Росава подумала, сказала:

– Я сразу заметила, какой он замечательный человек, добрый и отзывчивый. Но, к сожалению, этого мало, чтобы полюбить.

– Я и не требую твоей любви. Прошу только об одном: останься во дворце на некоторое время. Кто знает, куда занесет его болезнь в ближайшее время? Может, разочаруется и остынет к тебе, может, ты станешь ему как сестра, он успокоится, и тогда уедешь в Новгород.

– Хорошо, я подумаю. Но сначала я поговорю с ним. Можно?

– Да, конечно.
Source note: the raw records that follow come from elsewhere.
// Todo model - the lightweight reminder list, client-local

use chrono::{DateTime, Utc};
use serde::{Deserialize, Serialize};
use uuid::Uuid;

pub const DEFAULT_TODO_LIST: &str = "Scratch";

#[derive(Debug, Clone, Copy, PartialEq, Eq, Serialize, Deserialize)]
#[serde(rename_all = "lowercase")]
pub enum TodoPriority {
    High,
    Medium,
    Low,
}

/// A reminder. Parallel to `LogEntry` but simpler; the only structural link
/// is the optional `related_log_id` back-reference, used for lookup only.
#[derive(Debug, Clone, PartialEq, Serialize, Deserialize)]
#[serde(rename_all = "camelCase")]
pub struct Todo {
    pub id: String,
    pub content: String,
    #[serde(default)]
    pub completed: bool,
    #[serde(default, skip_serializing_if = "Option::is_none")]
    pub completed_at: Option<DateTime<Utc>>,
    pub created_at: DateTime<Utc>,
    #[serde(default, skip_serializing_if = "Option::is_none")]
    pub due_date: Option<DateTime<Utc>>,
    pub list_name: String,
    #[serde(default, skip_serializing_if = "Option::is_none")]
    pub priority: Option<TodoPriority>,
    #[serde(default, skip_serializing_if = "Option::is_none")]
    pub notes: Option<String>,
    #[serde(default, skip_serializing_if = "Option::is_none")]
    pub related_log_id: Option<String>,
}

impl Todo {
    pub fn new(content: &str, list_name: &str, now: DateTime<Utc>) -> Self {
        Self {
            id: Uuid::new_v4().to_string(),
            content: content.to_string(),
            completed: false,
            completed_at: None,
            created_at: now,
            due_date: None,
            list_name: list_name.to_string(),
            priority: None,
            notes: None,
            related_log_id: None,
        }
    }

    /// Completion toggle; stamps or clears `completed_at`.
    pub fn toggle(&mut self, now: DateTime<Utc>) {
        self.completed = !self.completed;
        self.completed_at = if self.completed { Some(now) } else { None };
    }
}

#[cfg(test)]
mod tests {
    use super::*;
    use chrono::TimeZone;

    #[test]
    fn toggle_stamps_and_clears_completion_time() {
        let now = Utc.with_ymd_and_hms(2025, 6, 1, 9, 0, 0).unwrap();
        let later = Utc.with_ymd_and_hms(2025, 6, 1, 17, 0, 0).unwrap();
        let mut todo = Todo::new("water plants", DEFAULT_TODO_LIST, now);

        todo.toggle(later);
        assert!(todo.completed);
        assert_eq!(todo.completed_at, Some(later));

        todo.toggle(later);
        assert!(!todo.completed);
        assert_eq!(todo.completed_at, None);
    }
}
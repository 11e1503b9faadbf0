// Models module

pub mod log;
pub mod report;
pub mod summary;
pub mod todo;
pub mod user;

pub use log::{LogEntry, LogId, LogKind, LogStatus, NewLog, TASK_DONE_MARKER, TASK_OPEN_MARKER};
pub use report::{NewReport, Report};
pub use summary::{FocusArea, Highlight, PulseStats, WeeklySummary};
pub use todo::{Todo, TodoPriority, DEFAULT_TODO_LIST};
pub use user::{AppConfig, ModelProvider, User};
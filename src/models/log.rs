// Log entity model - the user-authored unit of record

use chrono::{DateTime, Days, Utc};
use serde::de::{self, Deserializer};
use serde::ser::Serializer;
use serde::{Deserialize, Serialize};

/// Markdown task markers recognized at capture time. Both are exactly six
/// bytes; the strip below relies on that.
pub const TASK_OPEN_MARKER: &str = "- [ ] ";
pub const TASK_DONE_MARKER: &str = "- [x] ";
const MARKER_LEN: usize = 6;

/// Closed kind enumeration. `Summary` entries are emitted only by the backend
/// aggregation; the client never creates them but must classify them.
#[derive(Debug, Clone, Copy, PartialEq, Eq, Serialize, Deserialize)]
#[serde(rename_all = "snake_case")]
pub enum LogKind {
    Task,
    Note,
    AiSuggestion,
    Summary,
}

impl LogKind {
    /// Aggregation output kinds: excluded from the inbox and the archive,
    /// always shown on the main board.
    pub fn is_summary_like(self) -> bool {
        matches!(self, LogKind::AiSuggestion | LogKind::Summary)
    }
}

/// Task status. `Pending` survives on the wire but no local transition
/// produces it.
#[derive(Debug, Clone, Copy, PartialEq, Eq, Serialize, Deserialize)]
#[serde(rename_all = "snake_case")]
pub enum LogStatus {
    InProgress,
    Done,
    Pending,
}

/// Identifier with explicit save state: `Saved` ids come from the backend,
/// `Local` ids are generated client-side when a save fails so the entry is
/// not lost. A reconciliation pass can pick out `Local` entries for
/// re-submission.
#[derive(Debug, Clone, PartialEq, Eq)]
pub enum LogId {
    Saved(String),
    Local(String),
}

impl LogId {
    /// Fallback id derived from the capture time, millisecond precision.
    pub fn local_from(now: DateTime<Utc>) -> Self {
        LogId::Local(now.timestamp_millis().to_string())
    }

    pub fn as_str(&self) -> &str {
        match self {
            LogId::Saved(id) | LogId::Local(id) => id,
        }
    }

    pub fn is_local(&self) -> bool {
        matches!(self, LogId::Local(_))
    }
}

// On the wire an id is a plain string; anything the backend hands us is by
// definition saved.
impl Serialize for LogId {
    fn serialize<S: Serializer>(&self, serializer: S) -> Result<S::Ok, S::Error> {
        serializer.serialize_str(self.as_str())
    }
}

impl<'de> Deserialize<'de> for LogId {
    fn deserialize<D: Deserializer<'de>>(deserializer: D) -> Result<Self, D::Error> {
        // Supabase may return numeric ids; accept both.
        let value = serde_json::Value::deserialize(deserializer)?;
        match value {
            serde_json::Value::String(s) => Ok(LogId::Saved(s)),
            serde_json::Value::Number(n) => Ok(LogId::Saved(n.to_string())),
            other => Err(de::Error::custom(format!("invalid log id: {}", other))),
        }
    }
}

/// A captured note, task or aggregation artifact.
#[derive(Debug, Clone, PartialEq, Serialize, Deserialize)]
pub struct LogEntry {
    pub id: LogId,
    #[serde(rename = "type")]
    pub kind: LogKind,
    #[serde(default, skip_serializing_if = "Option::is_none")]
    pub status: Option<LogStatus>,
    pub content: String,
    pub timestamp: DateTime<Utc>,
    #[serde(default)]
    pub tags: Vec<String>,
    #[serde(default, skip_serializing_if = "Option::is_none")]
    pub category: Option<String>,
    #[serde(default, skip_serializing_if = "Option::is_none")]
    pub user_id: Option<i64>,
    #[serde(default)]
    pub is_processed: bool,
    #[serde(default)]
    pub is_pinned: bool,
}

/// Body for `POST /logs`: an entry minus its id, plus the owner reference.
#[derive(Debug, Clone, Serialize)]
pub struct NewLog {
    #[serde(rename = "type")]
    pub kind: LogKind,
    #[serde(skip_serializing_if = "Option::is_none")]
    pub status: Option<LogStatus>,
    pub content: String,
    pub timestamp: DateTime<Utc>,
    pub tags: Vec<String>,
    #[serde(skip_serializing_if = "Option::is_none")]
    pub user_id: Option<i64>,
}

impl NewLog {
    /// Parse raw input into a new log. A leading `- [ ] ` yields an
    /// in-progress task, `- [x] ` a done task, anything else a note. The
    /// marker is stripped as a fixed six-byte prefix.
    pub fn capture(input: &str, user_id: Option<i64>, now: DateTime<Utc>) -> Self {
        let (kind, status, content) = if input.starts_with(TASK_OPEN_MARKER) {
            (LogKind::Task, Some(LogStatus::InProgress), &input[MARKER_LEN..])
        } else if input.starts_with(TASK_DONE_MARKER) {
            (LogKind::Task, Some(LogStatus::Done), &input[MARKER_LEN..])
        } else {
            (LogKind::Note, None, input)
        };

        Self {
            kind,
            status,
            content: content.to_string(),
            timestamp: now,
            tags: Vec::new(),
            user_id,
        }
    }

    /// Keep the entry client-side with a locally generated id. Used when the
    /// save call fails; durability traded for availability.
    pub fn into_local_entry(self) -> LogEntry {
        LogEntry {
            id: LogId::local_from(self.timestamp),
            kind: self.kind,
            status: self.status,
            content: self.content,
            timestamp: self.timestamp,
            tags: self.tags,
            category: None,
            // No owner linkage guarantee for local fallback entries.
            user_id: None,
            is_processed: false,
            is_pinned: false,
        }
    }
}

impl LogEntry {
    /// Note -> Task(InProgress). No-op on anything that is not a note.
    pub fn convert_to_task(&mut self) -> bool {
        if self.kind != LogKind::Note {
            return false;
        }
        self.kind = LogKind::Task;
        self.status = Some(LogStatus::InProgress);
        true
    }

    /// Task(*) -> Note, status cleared. No-op on non-tasks.
    pub fn revert_to_note(&mut self) -> bool {
        if self.kind != LogKind::Task {
            return false;
        }
        self.kind = LogKind::Note;
        self.status = None;
        true
    }

    /// Done <-> InProgress. Never visits `Pending`; no-op on notes and on
    /// pending tasks.
    pub fn toggle_status(&mut self) -> bool {
        if self.kind != LogKind::Task {
            return false;
        }
        match self.status {
            Some(LogStatus::Done) => {
                self.status = Some(LogStatus::InProgress);
                true
            }
            Some(LogStatus::InProgress) => {
                self.status = Some(LogStatus::Done);
                true
            }
            _ => false,
        }
    }

    /// Push the timestamp forward by exactly one calendar day. Defined only
    /// for tasks that are not done.
    pub fn postpone(&mut self) -> bool {
        if self.kind != LogKind::Task || self.status == Some(LogStatus::Done) {
            return false;
        }
        match self.timestamp.checked_add_days(Days::new(1)) {
            Some(ts) => {
                self.timestamp = ts;
                true
            }
            None => false,
        }
    }

    pub fn toggle_pinned(&mut self) {
        self.is_pinned = !self.is_pinned;
    }

    /// Replace the content in place; kind, status and timestamp are kept.
    pub fn set_content(&mut self, content: &str) {
        self.content = content.to_string();
    }

    /// Case-insensitive substring match on the content or any tag.
    pub fn matches_query(&self, query: &str) -> bool {
        let q = query.to_lowercase();
        self.content.to_lowercase().contains(&q)
            || self.tags.iter().any(|t| t.to_lowercase().contains(&q))
    }
}

#[cfg(test)]
mod tests {
    use super::*;
    use chrono::TimeZone;

    fn at(y: i32, m: u32, d: u32) -> DateTime<Utc> {
        Utc.with_ymd_and_hms(y, m, d, 10, 30, 0).unwrap()
    }

    fn note(content: &str) -> LogEntry {
        NewLog::capture(content, None, at(2025, 6, 1)).into_local_entry()
    }

    #[test]
    fn capture_open_marker_creates_in_progress_task() {
        let log = NewLog::capture("- [ ] buy milk", Some(7), at(2025, 6, 1));
        assert_eq!(log.kind, LogKind::Task);
        assert_eq!(log.status, Some(LogStatus::InProgress));
        assert_eq!(log.content, "buy milk");
        assert_eq!(log.user_id, Some(7));
    }

    #[test]
    fn capture_done_marker_creates_done_task() {
        let log = NewLog::capture("- [x] ship release", None, at(2025, 6, 1));
        assert_eq!(log.kind, LogKind::Task);
        assert_eq!(log.status, Some(LogStatus::Done));
        assert_eq!(log.content, "ship release");
    }

    #[test]
    fn capture_plain_text_creates_note() {
        let log = NewLog::capture("an idea", None, at(2025, 6, 1));
        assert_eq!(log.kind, LogKind::Note);
        assert_eq!(log.status, None);
        assert_eq!(log.content, "an idea");
    }

    #[test]
    fn capture_marker_must_be_prefix() {
        let log = NewLog::capture("note with - [ ] inline", None, at(2025, 6, 1));
        assert_eq!(log.kind, LogKind::Note);
        assert_eq!(log.content, "note with - [ ] inline");
    }

    #[test]
    fn toggle_status_is_its_own_inverse() {
        let mut log = note("- [ ] t");
        let original = log.status;
        assert!(log.toggle_status());
        assert_eq!(log.status, Some(LogStatus::Done));
        assert!(log.toggle_status());
        assert_eq!(log.status, original);
    }

    #[test]
    fn toggle_status_ignores_notes_and_pending() {
        let mut plain = note("just a note");
        assert!(!plain.toggle_status());
        assert_eq!(plain.status, None);

        let mut pending = note("- [ ] t");
        pending.status = Some(LogStatus::Pending);
        assert!(!pending.toggle_status());
        assert_eq!(pending.status, Some(LogStatus::Pending));
    }

    #[test]
    fn convert_then_revert_round_trips() {
        let original = note("remember this");
        let mut log = original.clone();
        assert!(log.convert_to_task());
        assert_eq!(log.kind, LogKind::Task);
        assert_eq!(log.status, Some(LogStatus::InProgress));
        assert!(log.revert_to_note());
        assert_eq!(log, original);
    }

    #[test]
    fn convert_to_task_only_from_note() {
        let mut log = note("- [ ] already a task");
        assert!(!log.convert_to_task());
    }

    #[test]
    fn postpone_advances_one_calendar_day() {
        let mut log = note("- [ ] t");
        log.timestamp = at(2025, 3, 14);
        assert!(log.postpone());
        assert_eq!(log.timestamp, at(2025, 3, 15));
    }

    #[test]
    fn postpone_crosses_month_and_year_boundaries() {
        let mut log = note("- [ ] t");
        log.timestamp = at(2025, 1, 31);
        assert!(log.postpone());
        assert_eq!(log.timestamp, at(2025, 2, 1));

        log.timestamp = at(2024, 12, 31);
        assert!(log.postpone());
        assert_eq!(log.timestamp, at(2025, 1, 1));
    }

    #[test]
    fn postpone_rejects_done_tasks_and_notes() {
        let mut done = note("- [x] t");
        let ts = done.timestamp;
        assert!(!done.postpone());
        assert_eq!(done.timestamp, ts);

        let mut plain = note("n");
        assert!(!plain.postpone());
    }

    #[test]
    fn local_entry_has_local_id_and_no_owner() {
        let entry = NewLog::capture("x", Some(3), at(2025, 6, 1)).into_local_entry();
        assert!(entry.id.is_local());
        assert_eq!(entry.user_id, None);
    }

    #[test]
    fn matches_query_is_case_insensitive_over_content_and_tags() {
        let mut log = note("Deep work session");
        log.tags = vec!["work".to_string()];
        assert!(log.matches_query("WORK"));
        assert!(log.matches_query("deep"));
        assert!(!log.matches_query("gym"));
    }

    #[test]
    fn wire_format_round_trip() {
        let json = r#"{
            "id": 42,
            "type": "ai_suggestion",
            "content": "try batching emails",
            "timestamp": "2025-06-01T10:30:00Z",
            "tags": [],
            "user_id": 7,
            "is_processed": true
        }"#;
        let log: LogEntry = serde_json::from_str(json).unwrap();
        assert_eq!(log.id, LogId::Saved("42".to_string()));
        assert_eq!(log.kind, LogKind::AiSuggestion);
        assert!(log.is_processed);
        assert!(!log.is_pinned);

        let back = serde_json::to_value(&log).unwrap();
        assert_eq!(back["type"], "ai_suggestion");
        assert_eq!(back["id"], "42");
    }
}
Но всегда помни, что перед тобой не взрослый человек, а десятилетний ребенок, способный на самые неожиданные поступки. Пусть его обличье никогда не обманывает тебя.

В конце разговора с княгиней у Росавы мелькнула неожиданная мысль, а теперь она еще больше окрепла: надо рассказать Михаилу всю правду о себе, и тогда он разочаруется и отвернется от нее. Да, именно так она и поступит, и тогда сможет свободно уехать из Полоцка.

Князь стоял у дверей и, увидев ее, бросился навстречу:

– Как ты, поговорила с моей мамой? Правда, она замечательный человек?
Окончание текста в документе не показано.